So instead of a early morning tench fishers dawn, I had to settle for a tench fishers sunset instead, but I had to find them first.
I had been out on the boat during the week to scout out some likely looking areas but this is a water like none I have ever seen or fished. It is a hybrid of different water body types, in some places its like a broads river, in another section its a farm pond and then you have a mere. To me it id idyllic, one of a kind and a special sort of something that I have lusted after for a good few years, and now I can fish it.
So I was on the bank this time and selected a swim on the broads river and I begun raking spots on the far bank. the cast able weed rake is an invaluable tool for a tench angler, I not a fan of raking out tonnes of weed for two reason 1) it bloody hard word 2) it really not necessary in my humble option.
With the spot raked and the distance marked, the far bank rod was clipped up to the required distance using a piece of electrical tape on the spool. Pinpoint casting was important otherwise I'd end up in the overhanging trees.
The magic of the place is the wildlife, its not uncommon to see a number of birds of prey plus warblers, cockoo's and even the change of a bitten.
On the drive in I had seen a hoby and a tawny owl and that was before I even got to the lake.
The far bank rod was to be another bolt ring, but the inline maggot feeder had been changed to a inline method feeder couple with a short hook link baited with three fake maggots on the hair. With the presents of a very active population of silvers, I wanted scent to go in with small morsels of bait rather than a particle bed. The plan was top up the scent with a recast every 45-60 minutes. The feeder dropped on the money and was set onto the alarm.
The third rod out was a simple float rod rigged so I could fish on the bottom using anything that wouldn't attract too much attention from the silvers.
The day was warm and sunny, even with the blustery wind blowing down the lake and control of the float was difficult, but not impossible. What was impossible was to stop the attention of the hordes of rudd and roach which intercepted the bait big or small before it had change to hit the bottom and before long ten or more had been landed and returned.
With the attention firmly on the float, I missed the first couple of bleeps on the margin rod, this soon change when the bleeps got quicker and the baitrunner spun. Something had self hooked its self and was running along the bank. I clamped down on the spool and the rod took a healthy curve, could it be a good tench or even be a carp. I started to get control of the fish and clawed back line against this weight. The water clarity wasn't good so I didn't get to see the fish until it was underneath the rod tip. The long cream under belly soon gave the mystery fish's identity away and it seem that a pike had take a liking to the fish meal boilie tipped off with fake corn.
I tried to bully the pike into the net as I didn't want to exhaust it. It was neatly hooked in the scissors so a bite off was unlikely, but as the pike came toward the sunken net, it surge and the hook pulled free.
With the boilie and fake corn still attached and with not much damage, it was swung back out.
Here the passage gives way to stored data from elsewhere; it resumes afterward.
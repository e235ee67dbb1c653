//! Classification of a tool's diagnostic output into warnings and errors.
//!
//! Every non-blank line becomes one [`Diagnostic`]. Lines matching
//! `warning:` (any case) are warnings, everything else is an error. A line
//! starting with `<input>.v:<line>` for one of the design's Verilog inputs is
//! attributed to that file and line.
use std::io::Write;

use once_cell::sync::Lazy;
use regex::Regex;
use serde::{Deserialize, Serialize};
use tracing::debug;

use crate::error::Result;

static WARNING_RE: Lazy<Regex> = Lazy::new(|| Regex::new(r"(?i)warning:").unwrap());

#[derive(Debug, Clone, PartialEq, Eq, Serialize, Deserialize)]
pub struct Diagnostic {
    pub file: Option<String>,
    pub line: Option<u32>,
    pub message: String,
}

#[derive(Copy, Clone, PartialEq, Eq, Debug)]
pub enum Severity {
    Warning,
    Error,
}

#[derive(Debug, Default, Clone)]
pub struct ErrorReporter {
    all: Vec<(Severity, Diagnostic)>,
}

#[derive(Serialize)]
struct JsonReport<'a> {
    errors: Vec<&'a Diagnostic>,
    warnings: Vec<&'a Diagnostic>,
}

impl ErrorReporter {
    pub fn new() -> Self {
        Self::default()
    }

    pub fn add(
        &mut self,
        is_warning: bool,
        message: impl Into<String>,
        file: Option<String>,
        line: Option<u32>,
    ) -> &mut Self {
        let severity = if is_warning {
            Severity::Warning
        } else {
            Severity::Error
        };
        self.all.push((
            severity,
            Diagnostic {
                file,
                line,
                message: message.into(),
            },
        ));
        self
    }

    pub fn add_warning(
        &mut self,
        message: impl Into<String>,
        file: Option<String>,
        line: Option<u32>,
    ) -> &mut Self {
        self.add(true, message, file, line)
    }

    pub fn add_error(
        &mut self,
        message: impl Into<String>,
        file: Option<String>,
        line: Option<u32>,
    ) -> &mut Self {
        self.add(false, message, file, line)
    }

    /// Classify every non-blank line of `text`.
    pub fn classify(&mut self, classifier: &DiagnosticClassifier, text: &str) -> &mut Self {
        for line in text.lines() {
            if let Some((is_warning, diagnostic)) = classifier.classify_line(line) {
                self.add(is_warning, diagnostic.message, diagnostic.file, diagnostic.line);
            }
        }
        self
    }

    pub fn all(&self) -> impl Iterator<Item = &Diagnostic> {
        self.all.iter().map(|(_, d)| d)
    }

    pub fn errors(&self) -> impl Iterator<Item = &Diagnostic> {
        self.with_severity(Severity::Error)
    }

    pub fn warnings(&self) -> impl Iterator<Item = &Diagnostic> {
        self.with_severity(Severity::Warning)
    }

    fn with_severity(&self, severity: Severity) -> impl Iterator<Item = &Diagnostic> {
        self.all
            .iter()
            .filter(move |(s, _)| *s == severity)
            .map(|(_, d)| d)
    }

    pub fn is_empty(&self) -> bool {
        self.all.is_empty()
    }

    pub fn len(&self) -> usize {
        self.all.len()
    }

    pub fn to_json(&self) -> Result<String> {
        let report = JsonReport {
            errors: self.errors().collect(),
            warnings: self.warnings().collect(),
        };
        Ok(serde_json::to_string(&report)?)
    }

    /// Write every message in order to `messages`, then the JSON summary to
    /// `json` when enabled.
    pub fn write_report<M: Write, J: Write>(
        &self,
        messages: &mut M,
        json: &mut J,
        print_json: bool,
    ) -> Result<()> {
        for diagnostic in self.all() {
            writeln!(messages, "{}", diagnostic.message)?;
        }
        debug!("JSON diagnostics enabled: {}", print_json);
        if print_json {
            writeln!(json, "{}", self.to_json()?)?;
        }
        Ok(())
    }

    /// Messages go to stderr, the JSON summary to stdout.
    pub fn report(&self, print_json: bool) -> Result<()> {
        let stderr = std::io::stderr();
        let stdout = std::io::stdout();
        self.write_report(&mut stderr.lock(), &mut stdout.lock(), print_json)
    }
}

/// Patterns for one design; the location pattern depends on its input files.
#[derive(Debug, Clone)]
pub struct DiagnosticClassifier {
    location: Option<Regex>,
}

impl DiagnosticClassifier {
    pub fn new<I, S>(input_files: I) -> Self
    where
        I: IntoIterator<Item = S>,
        S: AsRef<str>,
    {
        let stems: Vec<String> = input_files
            .into_iter()
            .filter_map(|f| f.as_ref().strip_suffix(".v").map(regex::escape))
            .collect();

        let location = if stems.is_empty() {
            None
        } else {
            let pattern = format!(r"^({})\.v:(\d+)", stems.join("|"));
            // Escaped alternation of literals always compiles
            Regex::new(&pattern).ok()
        };

        Self { location }
    }

    /// `None` for blank lines, otherwise whether the line is a warning and
    /// the diagnostic it describes.
    pub fn classify_line(&self, line: &str) -> Option<(bool, Diagnostic)> {
        let message = line.trim_end();
        if message.trim().is_empty() {
            return None;
        }

        let is_warning = WARNING_RE.is_match(message);
        // A location only counts when its line number fits
        let (file, line) = self
            .location
            .as_ref()
            .and_then(|re| re.captures(message))
            .and_then(|caps| {
                let line = caps[2].parse::<u32>().ok()?;
                Some((Some(format!("{}.v", &caps[1])), Some(line)))
            })
            .unwrap_or((None, None));

        Some((
            is_warning,
            Diagnostic {
                file,
                line,
                message: message.to_string(),
            },
        ))
    }
}
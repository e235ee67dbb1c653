//! Command Line Interface (CLI) layer for Silkflow.
//!
//! This module defines argument parsing (`args`), error types (`errors`),
//! and the dispatch logic (`runner`) that maps each subcommand onto a flow
//! stage, the full flow, or environment setup.
//!
//! If you are embedding Silkflow into another application, prefer using
//! the high-level `silkflow::api` module instead of calling the CLI code.
pub mod args;
pub mod errors;
pub mod runner;

pub use args::CliArgs;
pub use runner::run;
//! Silkflow CLI entrypoint.
//!
//! Provides a thin wrapper over the `cli` module: parse args, dispatch to
//! a single stage or the full flow, and exit with appropriate status.
//! For programmatic use, prefer the library API (`silkflow::api`).

use std::process::ExitCode;

use clap::Parser;

mod cli;

fn main() -> ExitCode {
    let args = cli::CliArgs::parse();
    match cli::run(args) {
        Ok(()) => ExitCode::SUCCESS,
        Err(e) => {
            eprintln!("An unexpected error has occurred: {}", e);
            ExitCode::FAILURE
        }
    }
}
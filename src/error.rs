//! Crate-level error type and `Result` alias for stable, structured error handling.
//! Converts underlying I/O and JSON errors, and provides semantic variants
//! for failed tool invocations, unsupported architectures and argument validation.
use thiserror::Error;

pub type Result<T> = std::result::Result<T, Error>;

#[derive(Debug, Error)]
pub enum Error {
    #[error("I/O error: {0}")]
    Io(#[from] std::io::Error),

    #[error("JSON error: {0}")]
    Json(#[from] serde_json::Error),

    #[error("Failed to execute `{program}`: {source}")]
    Spawn {
        program: String,
        #[source]
        source: std::io::Error,
    },

    #[error("Command had a non-zero exit ({}): {command}", exit_code(.code))]
    CommandFailed { command: String, code: Option<i32> },

    #[error("Tool not found on PATH: {0}")]
    ToolNotFound(String),

    #[error("Unsupported architecture: {0}")]
    UnsupportedArchitecture(String),

    #[error("Missing required argument: {0}")]
    MissingArgument(String),

    #[error("Not yet implemented: {0}")]
    NotImplemented(String),

    #[error("Archive extraction failed: {0}")]
    Extraction(String),
}

fn exit_code(code: &Option<i32>) -> String {
    match code {
        Some(code) => format!("exit code {}", code),
        None => "terminated by signal".to_string(),
    }
}

impl Error {
    pub fn missing<S: Into<String>>(arg: S) -> Self {
        Error::MissingArgument(arg.into())
    }
}
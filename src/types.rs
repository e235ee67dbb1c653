//! Shared types and enums used across Silkflow.
//! Includes the target `Architecture` and the flow `Stage` names.
use std::str::FromStr;

use clap::ValueEnum;
use serde::{Deserialize, Serialize};

use crate::error::Error;

/// FPGA family the flow targets. Selects device files, scripts and the
/// bitstream assembler.
#[derive(
    Copy,
    Clone,
    Default,
    PartialEq,
    Eq,
    PartialOrd,
    Ord,
    Hash,
    ValueEnum,
    Debug,
    Serialize,
    Deserialize,
)]
#[serde(rename_all = "lowercase")]
pub enum Architecture {
    #[default]
    Ice40,
    Xc7,
}

impl Architecture {
    pub fn name(&self) -> &'static str {
        match self {
            Architecture::Ice40 => "ice40",
            Architecture::Xc7 => "xc7",
        }
    }
}

impl std::fmt::Display for Architecture {
    fn fmt(&self, f: &mut std::fmt::Formatter<'_>) -> std::fmt::Result {
        write!(f, "{}", self.name())
    }
}

impl FromStr for Architecture {
    type Err = Error;

    fn from_str(s: &str) -> Result<Self, Self::Err> {
        match s.trim().to_ascii_lowercase().as_str() {
            "ice40" => Ok(Architecture::Ice40),
            "xc7" => Ok(Architecture::Xc7),
            _ => Err(Error::UnsupportedArchitecture(s.to_string())),
        }
    }
}

#[derive(Copy, Clone, PartialEq, Eq, PartialOrd, Ord, Debug, Serialize, Deserialize)]
pub enum Stage {
    Synth,
    Pack,
    GenerateConstraints,
    Place,
    Route,
    WriteFasm,
    WriteBitstream,
}

impl Stage {
    /// Name used for per-stage log files, e.g. `<project>_pack.log`.
    pub fn command_name(&self) -> &'static str {
        match self {
            Stage::Synth => "synth",
            Stage::Pack => "pack",
            Stage::GenerateConstraints => "generate_constraints",
            Stage::Place => "place",
            Stage::Route => "route",
            Stage::WriteFasm => "write_fasm",
            Stage::WriteBitstream => "write_bitstream",
        }
    }
}

impl std::fmt::Display for Stage {
    fn fmt(&self, f: &mut std::fmt::Formatter<'_>) -> std::fmt::Result {
        write!(f, "{}", self.command_name())
    }
}

#[cfg(test)]
mod tests {
    use super::*;

    #[test]
    fn architecture_parses_case_insensitively() {
        assert_eq!("ice40".parse::<Architecture>().unwrap(), Architecture::Ice40);
        assert_eq!("XC7".parse::<Architecture>().unwrap(), Architecture::Xc7);
        assert_eq!(" Ice40 ".parse::<Architecture>().unwrap(), Architecture::Ice40);
    }

    #[test]
    fn ice40_is_the_default_family() {
        assert_eq!(Architecture::default(), Architecture::Ice40);
    }

    #[test]
    fn unknown_architecture_is_rejected() {
        match "ecp5".parse::<Architecture>() {
            Err(Error::UnsupportedArchitecture(name)) => assert_eq!(name, "ecp5"),
            other => panic!("unexpected result: {:?}", other),
        }
    }

    #[test]
    fn architecture_serializes_lowercase() {
        assert_eq!(serde_json::to_string(&Architecture::Xc7).unwrap(), "\"xc7\"");
        let arch: Architecture = serde_json::from_str("\"ice40\"").unwrap();
        assert_eq!(arch, Architecture::Ice40);
    }

    #[test]
    fn stage_names_match_log_file_convention() {
        assert_eq!(Stage::GenerateConstraints.command_name(), "generate_constraints");
        assert_eq!(Stage::WriteFasm.to_string(), "write_fasm");
    }
}
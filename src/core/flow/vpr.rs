//! VPR and genfasm argument lists, and the pack/place/route stages built on them.
use std::ffi::OsString;
use std::fs;
use std::path::{Path, PathBuf};

use tracing::{debug, info};

use super::Flow;
use crate::core::params::DesignOptions;
use crate::error::Result;
use crate::io::files::ArchInfo;
use crate::io::process::{Capture, Invocation, ToolRunner};
use crate::types::Stage;

/// VPR always writes its console log here; each stage renames it afterwards.
pub const VPR_STDOUT_LOG: &str = "vpr_stdout.log";

/// Device family prefix, e.g. `hx8k` for `hx8k-ct256`.
pub fn device_base(device: &str) -> &str {
    device.split('-').next().unwrap_or(device)
}

/// Router and placer settings shared by every VPR and genfasm run.
pub fn vpr_options<P: AsRef<Path>>(noisy_warnings_log: P) -> Vec<OsString> {
    let mut options: Vec<OsString> = [
        "--max_router_iterations", "500",
        "--routing_failure_predictor", "off",
        "--router_high_fanout_threshold", "-1",
        "--constant_net_method", "route",
        "--route_chan_width", "100",
        "--clock_modeling", "route",
        "--place_delay_model", "delta_override",
        "--router_lookahead", "map",
        "--check_route", "quick",
        "--strict_checks", "off",
        "--allow_dangling_combinational_nodes", "on",
        "--disable_errors", "check_unbuffered_edges:check_route",
        "--congested_routing_iteration_threshold", "0.8",
        "--incremental_reroute_delay_ripup", "off",
        "--base_cost_type", "delay_normalized_length_bounded",
        "--bb_factor", "10",
        "--initial_pres_fac", "4.0",
        "--check_rr_graph", "off",
        "--suppress_warnings",
    ]
    .into_iter()
    .map(OsString::from)
    .collect();
    options.push(noisy_warnings_log.as_ref().as_os_str().to_os_string());
    options
}

/// `vpr <arch> <eblif> --device ... <options> [--sdc <sdc>] <stage args>`
pub fn vpr_invocation(
    info: &ArchInfo,
    opts: &DesignOptions,
    noisy_warnings_log: &Path,
    stage_args: &[OsString],
) -> Invocation {
    Invocation::new("vpr")
        .arg(&info.definition)
        .arg(&opts.eblif)
        .arg("--device")
        .arg(&opts.device)
        .arg("--read_rr_graph")
        .arg(&info.rr_graph)
        .arg("--read_placement_delay_lookup")
        .arg(&info.place_delay)
        .args(vpr_options(noisy_warnings_log))
        .opt_arg("--sdc", opts.sdc.as_ref())
        .args(stage_args)
        .env("TOP", &opts.top_module)
}

/// `genfasm <arch> <eblif> --device ... --read_rr_graph ... <options> <stage args>`
pub fn genfasm_invocation(
    info: &ArchInfo,
    opts: &DesignOptions,
    noisy_warnings_log: &Path,
    stage_args: &[OsString],
) -> Invocation {
    Invocation::new("genfasm")
        .arg(&info.definition)
        .arg(&opts.eblif)
        .arg("--device")
        .arg(&opts.device)
        .arg("--read_rr_graph")
        .arg(&info.rr_graph)
        .args(vpr_options(noisy_warnings_log))
        .args(stage_args)
        .env("TOP", &opts.top_module)
}

impl<R: ToolRunner> Flow<R> {
    pub(crate) fn run_vpr(
        &mut self,
        stage: Stage,
        opts: &DesignOptions,
        stage_args: &[OsString],
    ) -> Result<()> {
        let info = self.files.arch_info(self.config.arch, &opts.device)?;
        let noisy = self.noisy_warnings_log(stage);
        let inv = vpr_invocation(&info, opts, &noisy, stage_args)
            .current_dir(&self.config.work_dir);
        self.runner.run(&inv, Capture::Inherit)?;
        self.keep_vpr_log(stage)
    }

    pub(crate) fn run_genfasm(
        &mut self,
        stage: Stage,
        opts: &DesignOptions,
        stage_args: &[OsString],
    ) -> Result<()> {
        let info = self.files.arch_info(self.config.arch, &opts.device)?;
        let noisy = self.noisy_warnings_log(stage);
        let inv = genfasm_invocation(&info, opts, &noisy, stage_args)
            .current_dir(&self.config.work_dir);
        self.runner.run(&inv, Capture::Inherit)?;
        self.keep_vpr_log(stage)
    }

    /// Move `vpr_stdout.log` to `<project>_<stage>.log` so the next run
    /// does not overwrite it.
    fn keep_vpr_log(&self, stage: Stage) -> Result<()> {
        let from = self.work_path(VPR_STDOUT_LOG);
        let to = self.work_path(self.stage_log(stage));
        debug!("Moving {:?} to {:?}", from, to);
        fs::rename(&from, &to)?;
        Ok(())
    }

    /// Pack the synthesized netlist into clusters; returns `<top>.net`.
    pub fn pack(&mut self, opts: &DesignOptions) -> Result<PathBuf> {
        self.run_vpr(Stage::Pack, opts, &[OsString::from("--pack")])?;
        let net = PathBuf::from(format!("{}.net", opts.top_module));
        info!("Packed netlist: {}", net.display());
        Ok(net)
    }

    /// Generate placement constraints, then place with the clusters fixed.
    pub fn place(&mut self, opts: &DesignOptions) -> Result<()> {
        info!("Generating constraints…");
        let constraints = self.generate_constraints(opts)?;
        let args = [
            OsString::from("--fix_clusters"),
            constraints.into_os_string(),
            OsString::from("--place"),
        ];
        self.run_vpr(Stage::Place, opts, &args)
    }

    pub fn route(&mut self, opts: &DesignOptions) -> Result<()> {
        self.run_vpr(Stage::Route, opts, &[OsString::from("--route")])
    }
}
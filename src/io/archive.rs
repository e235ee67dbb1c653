use std::fs::{self, File};
use std::path::Path;
use std::process::Stdio;

use tracing::debug;

use crate::error::{Error, Result};
use crate::io::process::Invocation;

/// Extract `members` from a `.tar.pixz` archive into `destination`.
///
/// Runs `pixz -x <member>... < archive | tar -x -C destination`. Members are
/// paths relative to the archive root; directories extract recursively.
pub fn extract_pixz<P, Q, S>(archive: P, destination: Q, members: &[S]) -> Result<()>
where
    P: AsRef<Path>,
    Q: AsRef<Path>,
    S: AsRef<str>,
{
    extract_with(
        Invocation::new("pixz"),
        Invocation::new("tar"),
        archive.as_ref(),
        destination.as_ref(),
        members,
    )
}

/// The pipe behind [`extract_pixz`]; member flags are appended to `pixz`,
/// `-x -C <destination>` to `tar`.
fn extract_with<S: AsRef<str>>(
    pixz: Invocation,
    tar: Invocation,
    archive: &Path,
    destination: &Path,
    members: &[S],
) -> Result<()> {
    if members.is_empty() {
        return Ok(());
    }
    fs::create_dir_all(destination)?;

    debug!(
        "Extracting {} member(s) from {:?} into {:?}",
        members.len(),
        archive,
        destination
    );

    let pixz = pixz.args(pixz_args(members));
    let mut pixz_child = pixz
        .to_command()
        .stdin(File::open(archive)?)
        .stdout(Stdio::piped())
        .spawn()
        .map_err(|source| Error::Spawn {
            program: pixz.program_name(),
            source,
        })?;

    let tarball = pixz_child
        .stdout
        .take()
        .ok_or_else(|| Error::Extraction("pixz produced no output stream".to_string()))?;

    let tar = tar.arg("-x").arg("-C").arg(destination);
    let tar_status = tar
        .to_command()
        .stdin(Stdio::from(tarball))
        .status()
        .map_err(|source| Error::Spawn {
            program: tar.program_name(),
            source,
        });

    // Reap pixz before reporting a tar failure
    let pixz_status = pixz_child.wait()?;
    let tar_status = tar_status?;

    if !pixz_status.success() {
        return Err(Error::Extraction(format!(
            "pixz exited with {} while reading {:?}",
            pixz_status, archive
        )));
    }
    if !tar_status.success() {
        return Err(Error::Extraction(format!(
            "tar exited with {} while extracting into {:?}",
            tar_status, destination
        )));
    }
    Ok(())
}

fn pixz_args<S: AsRef<str>>(members: &[S]) -> Vec<String> {
    members
        .iter()
        .flat_map(|m| ["-x".to_string(), m.as_ref().to_string()])
        .collect()
}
The feeder rod had been cast every 45 minutes and hadn't been touched, so the mix had bit of molasses mixed in to give it something else before it went out again.
It was time for tea, and not a cuppa, but the evening meal. A nice tin of curry with some pre prepared rice was on the menu and this was to be washed down with a mug of tea.
The sun was pleasantly warm this evening and it was a pleasure to be there enjoying the sights and sounds of the lake. The hoby had returned, but a barn owl was also out hunting out over the farmland. I watched the barn owl as it swoop down from it hover, but my attention was drawn away by the sound of an alarm screaming. The feeder rod was away and again the spool was spinning. I clamped down on the spool and connected with another running fish, but this felt different and I hoped it was as it felt. The fish stayed deep on the bottom and I couldn't make it out in the brown tinged water what it was. Even the surface swirl didn't give its identity away until the paddle tail broke the surface. It was a tench and a nice one too. I played it carefully not wanting to loose it on my first outing and I had the net submerged and waiting for the tench to come to it. I had the tench near to the net only for it to use its large tail and it was away again. I extended the net so I could reach further out, so when or if I got it close there would be no mistake.
The next few minutes I just stood looking at the lump in the net. It was hooked neatly in the edge of the mouth and didn't take much to unhook. Next was the weight.
With shaking hands, I weighted it and settled on 8lb 6oz of female tench. Final job was the photo's which I was very grateful of a helping hand.
The next three hours were uneventful and nothing else graced the net anywhere near the scale of the tinca and with the sun setting it was time to leave.